Cici’s, the pizza buffet chain, declared bankruptcy on Monday after the pandemic and a rapid shift toward takeout and delivery hammered its sales and left the company with a dwindling amount of cash.
The Plano, Texas-based company filed a prepackaged Chapter 11 declaration after negotiating a deal to sell itself to its primary lender, D&G Investors, which had acquired the company’s $82 million worth of debt in December.
The company and its franchisees operate 318 locations in 26 states. That’s half the number the chain had at its peak just more than a decade ago.
Cici’s has undergone several different ownership changes over the years, most recently in 2016 when it was sold to Arlon Food and Agricultural Partners.
In court documents, Cici’s noted that intense competition caused the chain problems over the years, particularly from the growth in food delivery. “This trend poses significant challenges to Cici’s all-you-can-eat buffet model, which depends on in-store dining for approximately 99% of its revenue,” Chief Financial Officer Richard Peabody said in a court filing.
He noted that digital ordering and delivery has grown 300% faster than dine-in traffic since 2014.
Peabody said the company was in the process of implementing a strategy to make its restaurants more efficient. It has also been selling company-owned restaurants to franchisees and closed one of its distribution centers.
COVID-19, however, “significantly disrupted Cici’s restaurant operations and severely limited customer demand.”

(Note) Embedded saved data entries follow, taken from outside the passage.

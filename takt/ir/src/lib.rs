//! Dataflow-graph model consumed by the takt scheduling core.
//!
//! The model is deliberately thin: an operator exposes its type name,
//! per-port latency offsets, an optional execution time, and its port
//! connectivity. Delay elements mark iteration boundaries in cyclic graphs.
//! Everything the synthesis pipeline needs is derivable from this topology;
//! numeric semantics of the operators are out of scope.

mod builder;
mod from_desc;
mod graph;
mod operator;

pub use builder::Builder;
pub use from_desc::{GraphDesc, OperatorDesc, SignalDesc};
pub use graph::{DataflowGraph, PortRef, Signal, SignalIdx};
pub use operator::{Operator, DELAY_TYPE};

Dine-in business represented 86% of the company’s pre-pandemic sales, so the shutdown of dining rooms hurt Cici’s sales. The company quickly shifted in subsequent months to takeout and delivery and negotiated rent with landlords or stopped paying rent altogether.
Peabody said in the filing that the company was able to preserve cash during the pandemic with a series of steps, such as temporary closures and pay cuts along with furloughed workers. Yet the company defaulted on its debt in August as its cash dwindled.
The company began negotiating with lenders and was talking with four potential buyers before D&G bought Cici’s debt. The company and D&G have been negotiating in the weeks since before finally reaching a deal in which the lender. Cici’s will convert D&G’s debt into equity in the company. D&G will also provide Cici’s financing to get it through the bankruptcy process, which is expected to be complete by March, according to court documents.